Erber had in Auschwitz tevens de leiding over de crematoria in Auschwitz II-Birkenau. In die functie was hij verantwoordelijk voor de efficiënte verbranding van de duizenden lichamen per dag.

Es waren vier Krematorien. Also in Birkenau, von Birkenau spreche ich. [...] Die hatten ein Fassungsvermögen von dreitausend Leuten.[1]

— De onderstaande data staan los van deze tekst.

// SPDX-License-Identifier: MPL-2.0
//! Core notification data structures.
//!
//! This module defines the identifiers, the presentation enums, the
//! [`NotificationConfig`] builder callers hand to the manager, and the
//! read-only [`Notification`] view that renderers receive in snapshots.

use crate::config::{defaults, ManagerConfig};
use crate::error::{Error, Result};
use chrono::{DateTime, Utc};
use serde::{Deserialize, Serialize};
use std::fmt;
use std::time::Duration;
use tokio::time::Instant;

/// Unique identifier for a notification.
///
/// Identifiers come from a process-wide counter and are never reused, so a
/// stale id held by a renderer can never resolve to an unrelated notification.
#[derive(Debug, Clone, Copy, PartialEq, Eq, Hash, PartialOrd, Ord)]
pub struct NotificationId(u64);

impl NotificationId {
    /// Allocates the next unique notification ID.
    pub(crate) fn next() -> Self {
        use std::sync::atomic::{AtomicU64, Ordering};
        static COUNTER: AtomicU64 = AtomicU64::new(1);
        Self(COUNTER.fetch_add(1, Ordering::Relaxed))
    }

    /// Returns the raw counter value.
    #[must_use]
    pub fn value(self) -> u64 {
        self.0
    }
}

impl fmt::Display for NotificationId {
    fn fmt(&self, f: &mut fmt::Formatter<'_>) -> fmt::Result {
        write!(f, "n{}", self.0)
    }
}

/// Caller-supplied deduplication token.
///
/// Opening a notification whose key matches an active one updates that
/// notification in place instead of stacking a second toast.
#[derive(Debug, Clone, PartialEq, Eq, Hash)]
pub struct NotificationKey(String);

impl NotificationKey {
    pub fn new(key: impl Into<String>) -> Self {
        Self(key.into())
    }

    #[must_use]
    pub fn as_str(&self) -> &str {
        &self.0
    }
}

impl From<&str> for NotificationKey {
    fn from(key: &str) -> Self {
        Self::new(key)
    }
}

impl From<String> for NotificationKey {
    fn from(key: String) -> Self {
        Self(key)
    }
}

impl fmt::Display for NotificationKey {
    fn fmt(&self, f: &mut fmt::Formatter<'_>) -> fmt::Result {
        f.write_str(&self.0)
    }
}

/// Semantic category. Only the renderer cares about it.
#[derive(Debug, Clone, Copy, PartialEq, Eq, Hash, Default)]
pub enum Kind {
    #[default]
    Info,
    Success,
    Warning,
    Error,
}

/// Presentation density hint, passed through to the renderer untouched.
#[derive(Debug, Clone, Copy, PartialEq, Eq, Hash, Default, Serialize, Deserialize)]
#[serde(rename_all = "kebab-case")]
pub enum Variant {
    #[default]
    Default,
    Compact,
}

/// Opaque icon token resolved by the renderer.
#[derive(Debug, Clone, PartialEq, Eq, Hash)]
pub struct Icon(String);

impl Icon {
    /// Name of the icon preset by [`NotificationConfig::loading`].
    pub const SPINNER: &'static str = "spinner";

    pub fn new(name: impl Into<String>) -> Self {
        Self(name.into())
    }

    /// The busy indicator used by loading notifications.
    #[must_use]
    pub fn spinner() -> Self {
        Self::new(Self::SPINNER)
    }

    #[must_use]
    pub fn name(&self) -> &str {
        &self.0
    }
}

/// Lifecycle state of a notification.
///
/// `Pending` only exists while a config is being validated; records enter the
/// store already `Active`. `Removed` is observed solely by `after_close`
/// hooks, after the record has left the store.
#[derive(Debug, Clone, Copy, PartialEq, Eq, Hash)]
pub enum Status {
    Pending,
    Active,
    Closing,
    Removed,
}

/// Teardown callback, invoked at most once with the id of the closed notification.
pub type Hook = Box<dyn FnOnce(NotificationId) + Send + 'static>;

// =============================================================================
// NotificationConfig
// =============================================================================

/// Everything a caller can specify when opening a notification.
///
/// Unset fields fall back to the manager's [`ManagerConfig`] defaults.
///
/// ```
/// use toast_manager::notifications::{Kind, NotificationConfig};
/// use std::time::Duration;
///
/// let config = NotificationConfig::<String>::success("Saved")
///     .with_key("save-status")
///     .with_duration(Duration::from_secs(2));
/// assert_eq!(config.kind(), Kind::Success);
/// ```
pub struct NotificationConfig<C> {
    content: Option<C>,
    kind: Kind,
    variant: Option<Variant>,
    icon: Option<Icon>,
    duration_ms: Option<i64>,
    key: Option<NotificationKey>,
    on_close: Option<Hook>,
    after_close: Option<Hook>,
}

impl<C> Default for NotificationConfig<C> {
    fn default() -> Self {
        Self {
            content: None,
            kind: Kind::default(),
            variant: None,
            icon: None,
            duration_ms: None,
            key: None,
            on_close: None,
            after_close: None,
        }
    }
}

impl<C> NotificationConfig<C> {
    /// Creates a config with the given kind and content.
    pub fn new(kind: Kind, content: impl Into<C>) -> Self {
        Self {
            content: Some(content.into()),
            kind,
            ..Self::default()
        }
    }

    pub fn info(content: impl Into<C>) -> Self {
        Self::new(Kind::Info, content)
    }

    pub fn success(content: impl Into<C>) -> Self {
        Self::new(Kind::Success, content)
    }

    pub fn warning(content: impl Into<C>) -> Self {
        Self::new(Kind::Warning, content)
    }

    pub fn error(content: impl Into<C>) -> Self {
        Self::new(Kind::Error, content)
    }

    /// Creates a loading notification: persistent, with a spinner icon.
    pub fn loading(content: impl Into<C>) -> Self {
        Self::new(Kind::Info, content)
            .persistent()
            .with_icon(Icon::spinner())
    }

    #[must_use]
    pub fn with_content(mut self, content: impl Into<C>) -> Self {
        self.content = Some(content.into());
        self
    }

    #[must_use]
    pub fn with_kind(mut self, kind: Kind) -> Self {
        self.kind = kind;
        self
    }

    #[must_use]
    pub fn with_variant(mut self, variant: Variant) -> Self {
        self.variant = Some(variant);
        self
    }

    #[must_use]
    pub fn with_icon(mut self, icon: Icon) -> Self {
        self.icon = Some(icon);
        self
    }

    /// Sets the deduplication key.
    #[must_use]
    pub fn with_key(mut self, key: impl Into<NotificationKey>) -> Self {
        self.key = Some(key.into());
        self
    }

    /// Sets the auto-dismiss delay. `Duration::ZERO` keeps the notification
    /// until it is closed explicitly.
    #[must_use]
    pub fn with_duration(mut self, duration: Duration) -> Self {
        self.duration_ms = Some(i64::try_from(duration.as_millis()).unwrap_or(i64::MAX));
        self
    }

    /// Sets the auto-dismiss delay in raw milliseconds.
    ///
    /// Negative values are rejected when the notification is opened.
    #[must_use]
    pub fn with_duration_ms(mut self, duration_ms: i64) -> Self {
        self.duration_ms = Some(duration_ms);
        self
    }

    /// Keeps the notification until it is closed explicitly.
    #[must_use]
    pub fn persistent(self) -> Self {
        self.with_duration_ms(defaults::PERSISTENT_DURATION_MS)
    }

    /// Registers a hook that runs before the notification leaves the store.
    #[must_use]
    pub fn on_close(mut self, hook: impl FnOnce(NotificationId) + Send + 'static) -> Self {
        self.on_close = Some(Box::new(hook));
        self
    }

    /// Registers a hook that runs after the notification has left the store.
    #[must_use]
    pub fn after_close(mut self, hook: impl FnOnce(NotificationId) + Send + 'static) -> Self {
        self.after_close = Some(Box::new(hook));
        self
    }

    #[must_use]
    pub fn kind(&self) -> Kind {
        self.kind
    }

    #[must_use]
    pub fn key(&self) -> Option<&NotificationKey> {
        self.key.as_ref()
    }

    /// Validates the config and fills unset fields from the manager defaults.
    ///
    /// # Errors
    ///
    /// Returns [`Error::InvalidConfig`] when the content is missing or the
    /// duration is negative.
    pub(crate) fn resolve(self, defaults: &ManagerConfig) -> Result<Resolved<C>> {
        let content = self
            .content
            .ok_or_else(|| Error::invalid_config("notification content is required"))?;

        let duration = match self.duration_ms {
            Some(ms) if ms < 0 => {
                return Err(Error::invalid_config(format!(
                    "duration_ms must not be negative (got {ms})"
                )));
            }
            Some(ms) => Duration::from_millis(ms.unsigned_abs()),
            None => defaults.default_duration(),
        };

        Ok(Resolved {
            content,
            kind: self.kind,
            variant: self.variant.unwrap_or(defaults.defaults.variant),
            icon: self.icon,
            duration,
            key: self.key,
            on_close: self.on_close,
            after_close: self.after_close,
        })
    }
}

impl<C: fmt::Debug> fmt::Debug for NotificationConfig<C> {
    fn fmt(&self, f: &mut fmt::Formatter<'_>) -> fmt::Result {
        f.debug_struct("NotificationConfig")
            .field("content", &self.content)
            .field("kind", &self.kind)
            .field("variant", &self.variant)
            .field("icon", &self.icon)
            .field("duration_ms", &self.duration_ms)
            .field("key", &self.key)
            .field("on_close", &self.on_close.is_some())
            .field("after_close", &self.after_close.is_some())
            .finish()
    }
}

/// A validated config with every default applied.
pub(crate) struct Resolved<C> {
    pub(crate) content: C,
    pub(crate) kind: Kind,
    pub(crate) variant: Variant,
    pub(crate) icon: Option<Icon>,
    pub(crate) duration: Duration,
    pub(crate) key: Option<NotificationKey>,
    pub(crate) on_close: Option<Hook>,
    pub(crate) after_close: Option<Hook>,
}

// =============================================================================
// Notification (read-only view)
// =============================================================================

/// A notification as seen by renderers and subscribers.
#[derive(Debug, Clone)]
pub struct Notification<C> {
    pub(crate) id: NotificationId,
    pub(crate) key: Option<NotificationKey>,
    pub(crate) kind: Kind,
    pub(crate) variant: Variant,
    pub(crate) content: C,
    pub(crate) icon: Option<Icon>,
    pub(crate) duration: Duration,
    pub(crate) status: Status,
    pub(crate) created_at: DateTime<Utc>,
    /// Start of the current countdown; reset on in-place replacement.
    pub(crate) activated_at: Instant,
}

impl<C> Notification<C> {
    #[must_use]
    pub fn id(&self) -> NotificationId {
        self.id
    }

    #[must_use]
    pub fn key(&self) -> Option<&NotificationKey> {
        self.key.as_ref()
    }

    #[must_use]
    pub fn kind(&self) -> Kind {
        self.kind
    }

    #[must_use]
    pub fn variant(&self) -> Variant {
        self.variant
    }

    #[must_use]
    pub fn content(&self) -> &C {
        &self.content
    }

    #[must_use]
    pub fn icon(&self) -> Option<&Icon> {
        self.icon.as_ref()
    }

    /// Returns the auto-dismiss delay, `Duration::ZERO` for persistent notifications.
    #[must_use]
    pub fn duration(&self) -> Duration {
        self.duration
    }

    #[must_use]
    pub fn status(&self) -> Status {
        self.status
    }

    /// Returns when this notification was first opened (wall clock).
    #[must_use]
    pub fn created_at(&self) -> DateTime<Utc> {
        self.created_at
    }

    #[must_use]
    pub fn is_persistent(&self) -> bool {
        self.duration.is_zero()
    }

    /// Returns the time left before auto-dismiss, or `None` if persistent.
    ///
    /// Useful for renderers drawing a countdown bar.
    #[must_use]
    pub fn remaining(&self) -> Option<Duration> {
        if self.is_persistent() {
            return None;
        }
        Some(self.duration.saturating_sub(self.activated_at.elapsed()))
    }
}

#[cfg(test)]
mod tests {
    use super::*;

    #[test]
    fn notification_ids_are_unique() {
        let first = NotificationId::next();
        let second = NotificationId::next();
        assert_ne!(first, second);
        assert!(second.value() > first.value());
    }

    #[test]
    fn notification_id_displays_with_prefix() {
        let id = NotificationId(7);
        assert_eq!(id.to_string(), "n7");
    }

    #[test]
    fn notification_constructors_set_correct_kind() {
        assert_eq!(NotificationConfig::<String>::info("").kind(), Kind::Info);
        assert_eq!(
            NotificationConfig::<String>::success("").kind(),
            Kind::Success
        );
        assert_eq!(
            NotificationConfig::<String>::warning("").kind(),
            Kind::Warning
        );
        assert_eq!(NotificationConfig::<String>::error("").kind(), Kind::Error);
    }

    #[test]
    fn resolve_applies_manager_defaults() {
        let defaults = ManagerConfig::default();
        let resolved = NotificationConfig::<String>::success("saved")
            .resolve(&defaults)
            .expect("valid config");

        assert_eq!(resolved.duration, defaults.default_duration());
        assert_eq!(resolved.variant, Variant::Default);
        assert!(resolved.key.is_none());
    }

    #[test]
    fn resolve_rejects_missing_content() {
        let err = NotificationConfig::<String>::default()
            .resolve(&ManagerConfig::default())
            .err()
            .expect("missing content must fail");
        assert!(matches!(err, Error::InvalidConfig(_)));
    }

    #[test]
    fn resolve_rejects_negative_duration() {
        let err = NotificationConfig::<String>::info("x")
            .with_duration_ms(-1)
            .resolve(&ManagerConfig::default())
            .err()
            .expect("negative duration must fail");
        assert!(matches!(err, Error::InvalidConfig(_)));
    }

    #[test]
    fn loading_is_persistent_with_spinner() {
        let resolved = NotificationConfig::<String>::loading("Uploading")
            .resolve(&ManagerConfig::default())
            .expect("valid config");

        assert!(resolved.duration.is_zero());
        assert_eq!(resolved.icon, Some(Icon::spinner()));
    }

    #[test]
    fn explicit_variant_overrides_default() {
        let resolved = NotificationConfig::<String>::info("x")
            .with_variant(Variant::Compact)
            .resolve(&ManagerConfig::default())
            .expect("valid config");
        assert_eq!(resolved.variant, Variant::Compact);
    }

    #[test]
    fn builder_pattern_sets_key_and_duration() {
        let resolved = NotificationConfig::<String>::error("boom")
            .with_key("upload")
            .with_duration(Duration::from_millis(1500))
            .resolve(&ManagerConfig::default())
            .expect("valid config");

        assert_eq!(resolved.key, Some(NotificationKey::from("upload")));
        assert_eq!(resolved.duration, Duration::from_millis(1500));
        assert_eq!(resolved.kind, Kind::Error);
    }

    #[test]
    fn persistent_overrides_earlier_duration() {
        let resolved = NotificationConfig::<String>::info("x")
            .with_duration(Duration::from_secs(3))
            .persistent()
            .resolve(&ManagerConfig::default())
            .expect("valid config");

        assert!(resolved.duration.is_zero());
    }

    #[test]
    fn default_variant_applies_to_any_config_without_one() {
        let mut config = ManagerConfig::default();
        config.defaults.variant = Variant::Compact;

        let resolved = NotificationConfig::<String>::default()
            .with_content("plain")
            .resolve(&config)
            .expect("valid config");

        assert_eq!(resolved.variant, Variant::Compact);
    }
}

Na de Tweede Wereldoorlog bewerken

In mei 1945 werd Erber door de Amerikanen gevangengenomen. Hij bleef tot Kerstmis 1947 in krijgsgevangenschap. Na zijn vrijlating werkte hij vijftien jaar in een spinnerij in Hof, Beieren. Op 1 oktober 1962 werd Erber opnieuw gevangengezet. Hij was een van de aangeklaagden in het tweede Auschwitzproces, dat plaatsvond van 14 december 1965 tot 16 september 1966 in Frankfurt. Hij werd schuldig bevonden en veroordeeld tot levenslange gevangenisstraf. In 1986 werd hij vrijgelaten en nog geen jaar later stierf hij op negentigjarige leeftijd.